Giles could – perhaps should – have stopped eating there. The poached gurnard that followed “didn’t quite come off for me”, while his tiramisu “felt a little heavy, a little fridge-cold”.
*****
Financial Times
Rosi at the Beaumont, Mayfair; Maneki Ramen, Birmingham
Jay Rayner was thrilled by a retro-70s menu at the revamp of the Beaumont hotel’s former Colony Grill – pork pie, chipolatas with “British beer mustard”, seafood cocktail, steak served with onion rings, ice cream sundae to finish – hailing it as a “glorious northern insurgency” in Mayfair, “done with real panache” by chef Lisa Goodwin-Allen of Northcote in Lancashire in cahoots with fellow Lancastrian Stuart Procter, the hotel’s general manager.
The performance piece was the chicken Kyiv, “which comes with hillocks of buttery mash topped with white truffle, a choice of bone-handled steak knife, and a thick, black leather tabard” – this last ostensibly to guard against garlic butter splash-back, but to Jay’s mind “hilariously kinky”.

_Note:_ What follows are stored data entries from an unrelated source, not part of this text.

//! LDAP-backed directory client.

use std::collections::HashSet;
use std::future::Future;
use std::time::Duration;

use async_trait::async_trait;
use ldap3::exop::PasswordModify;
use ldap3::result::{LdapError, LdapResult};
use ldap3::{Ldap, LdapConnAsync, LdapConnSettings, Scope};
use tracing::{debug, info, warn};

use super::escape::escape_directory_filter;
use super::{DirectoryClient, DirectoryError, NewDirectoryUser};
use crate::config::DirectoryConfig;
use crate::registration::validation::validate_username;

/// Result codes we map explicitly (RFC 4511).
const RC_NO_SUCH_OBJECT: u32 = 32;
const RC_BUSY: u32 = 51;
const RC_UNAVAILABLE: u32 = 52;
const RC_ENTRY_ALREADY_EXISTS: u32 = 68;
const RC_OTHER: u32 = 80;

/// Directory client speaking LDAP to a single server.
///
/// Each operation opens its own connection, binds as the configured
/// administrator, performs the request and unbinds. The whole exchange is
/// bounded by `timeout_secs`.
pub struct LdapDirectory {
    config: DirectoryConfig,
    bind_password: String,
    timeout: Duration,
}

impl LdapDirectory {
    /// Create a new client. The bind password is resolved once, here.
    pub fn new(config: DirectoryConfig) -> crate::Result<Self> {
        let bind_password = config.resolve_bind_password()?;
        let timeout = Duration::from_secs(config.timeout_secs);
        Ok(Self {
            config,
            bind_password,
            timeout,
        })
    }

    async fn connect(&self) -> Result<Ldap, DirectoryError> {
        let url = self.config.url();
        debug!(url = %url, "Connecting to directory");

        let settings = LdapConnSettings::new()
            .set_conn_timeout(self.timeout)
            .set_starttls(self.config.use_starttls);

        let (conn, mut ldap) = LdapConnAsync::with_settings(settings, &url)
            .await
            .map_err(|e| classify_error(&format!("connect to {url}"), e))?;

        tokio::spawn(async move {
            if let Err(e) = conn.drive().await {
                warn!(error = %e, "Directory connection driver error");
            }
        });

        let bind_dn = self.config.bind_dn();
        let result = ldap
            .simple_bind(&bind_dn, &self.bind_password)
            .await
            .map_err(|e| classify_error("bind", e))?;
        check_result("bind", result)?;

        Ok(ldap)
    }

    /// Run one operation on a fresh connection, bounded by the configured timeout.
    async fn with_connection<T, F, Fut>(&self, op: &'static str, f: F) -> Result<T, DirectoryError>
    where
        F: FnOnce(Ldap) -> Fut,
        Fut: Future<Output = Result<T, DirectoryError>>,
    {
        let exchange = async {
            let mut ldap = self.connect().await?;
            let outcome = f(ldap.clone()).await;
            if let Err(e) = ldap.unbind().await {
                debug!(error = %e, "Error during directory unbind");
            }
            outcome
        };

        match tokio::time::timeout(self.timeout, exchange).await {
            Ok(outcome) => outcome,
            Err(_) => {
                warn!(op, timeout_secs = self.timeout.as_secs(), "Directory operation timed out");
                Err(DirectoryError::Unavailable(format!("{op} timed out")))
            }
        }
    }

    async fn search_people(&self, filter: String) -> Result<bool, DirectoryError> {
        let base = self.config.people_dn();
        self.with_connection("search", |mut ldap| async move {
            let result = ldap
                .search(&base, Scope::Subtree, &filter, vec!["dn"])
                .await
                .map_err(|e| classify_error("search", e))?;
            let (entries, _) = result.success().map_err(|e| classify_error("search", e))?;
            Ok(!entries.is_empty())
        })
        .await
    }
}

#[async_trait]
impl DirectoryClient for LdapDirectory {
    fn backend_name(&self) -> &'static str {
        "ldap"
    }

    async fn exists(&self, username: &str) -> Result<bool, DirectoryError> {
        self.search_people(format!("(uid={})", escape_directory_filter(username)))
            .await
    }

    async fn email_exists(&self, email: &str) -> Result<bool, DirectoryError> {
        self.search_people(format!("(mail={})", escape_directory_filter(email)))
            .await
    }

    async fn create_user(
        &self,
        user: &NewDirectoryUser,
        password: &str,
    ) -> Result<(), DirectoryError> {
        user.check()?;

        let dn = self.config.user_dn(&user.username);
        let display_name = user.display_name();

        self.with_connection("create", |mut ldap| async move {
            let attrs: Vec<(&str, HashSet<&str>)> = vec![
                ("objectClass", HashSet::from(["person", "inetOrgPerson"])),
                ("uid", HashSet::from([user.username.as_str()])),
                ("cn", HashSet::from([display_name.as_str()])),
                ("sn", HashSet::from([user.last_name.as_str()])),
                ("givenName", HashSet::from([user.first_name.as_str()])),
                ("mail", HashSet::from([user.email.as_str()])),
            ];

            let result = ldap
                .add(&dn, attrs)
                .await
                .map_err(|e| classify_error("add", e))?;
            check_result("add", result)?;
            info!(username = %user.username, "Directory entry created");

            if let Err(e) = modify_password(&mut ldap, &dn, password).await {
                warn!(username = %user.username, error = %e, "Setting initial password failed, removing entry");
                match ldap.delete(&dn).await {
                    Ok(result) if result.rc == 0 => {}
                    Ok(result) => {
                        warn!(username = %user.username, rc = result.rc, text = %result.text, "Cleanup of partial entry failed")
                    }
                    Err(cleanup) => {
                        warn!(username = %user.username, error = %cleanup, "Cleanup of partial entry failed")
                    }
                }
                return Err(e);
            }

            Ok(())
        })
        .await
    }

    async fn set_password(&self, username: &str, password: &str) -> Result<(), DirectoryError> {
        validate_username(username).map_err(|e| DirectoryError::Rejected(e.to_string()))?;
        let dn = self.config.user_dn(username);

        self.with_connection("set_password", |mut ldap| async move {
            modify_password(&mut ldap, &dn, password).await
        })
        .await
    }

    async fn delete_user(&self, username: &str) -> Result<(), DirectoryError> {
        validate_username(username).map_err(|e| DirectoryError::Rejected(e.to_string()))?;
        let dn = self.config.user_dn(username);

        self.with_connection("delete", |mut ldap| async move {
            let result = ldap
                .delete(&dn)
                .await
                .map_err(|e| classify_error("delete", e))?;
            check_result("delete", result)?;
            info!(dn = %dn, "Directory entry deleted");
            Ok(())
        })
        .await
    }
}

async fn modify_password(ldap: &mut Ldap, dn: &str, password: &str) -> Result<(), DirectoryError> {
    let exop = PasswordModify {
        user_id: Some(dn),
        old_pass: None,
        new_pass: Some(password),
    };
    ldap.extended(exop)
        .await
        .map_err(|e| classify_error("password modify", e))?
        .success()
        .map_err(|e| classify_error("password modify", e))?;
    Ok(())
}

/// Map a non-zero result code onto the directory error taxonomy.
fn check_result(op: &str, result: LdapResult) -> Result<LdapResult, DirectoryError> {
    if result.rc == 0 {
        return Ok(result);
    }
    Err(classify_rc(op, result.rc, &result.text))
}

fn classify_rc(op: &str, rc: u32, text: &str) -> DirectoryError {
    let detail = format!("{op} failed with code {rc}: {text}");
    match rc {
        RC_ENTRY_ALREADY_EXISTS => DirectoryError::Conflict(detail),
        RC_NO_SUCH_OBJECT => DirectoryError::NotFound(detail),
        RC_BUSY | RC_UNAVAILABLE | RC_OTHER => DirectoryError::Unavailable(detail),
        _ => DirectoryError::Rejected(detail),
    }
}

fn classify_error(op: &str, err: LdapError) -> DirectoryError {
    match err {
        LdapError::LdapResult { result } => classify_rc(op, result.rc, &result.text),
        other => DirectoryError::Unavailable(format!("{op}: {other}")),
    }
}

Jay also trod carefully into what he described as the nerdy world of ramen – where devotees fret over such details as broth viscosity and noodle bite, and whose most interesting examples in the UK are outside London. Among them is western-trained chef Pete Dovaston, who has Maneki Ramen operations in Worcester and now Birmingham.
His ramen bowls are “mostly very good” and “take the essentials seriously”, Jay reckoned. But “what makes the place sing is the quality of the dishes at either end of the meal”: smashed cucumber, squares of pork belly and battered chicken wings all show real attention to detail, while desserts are “a set of cartwheels and backflips”.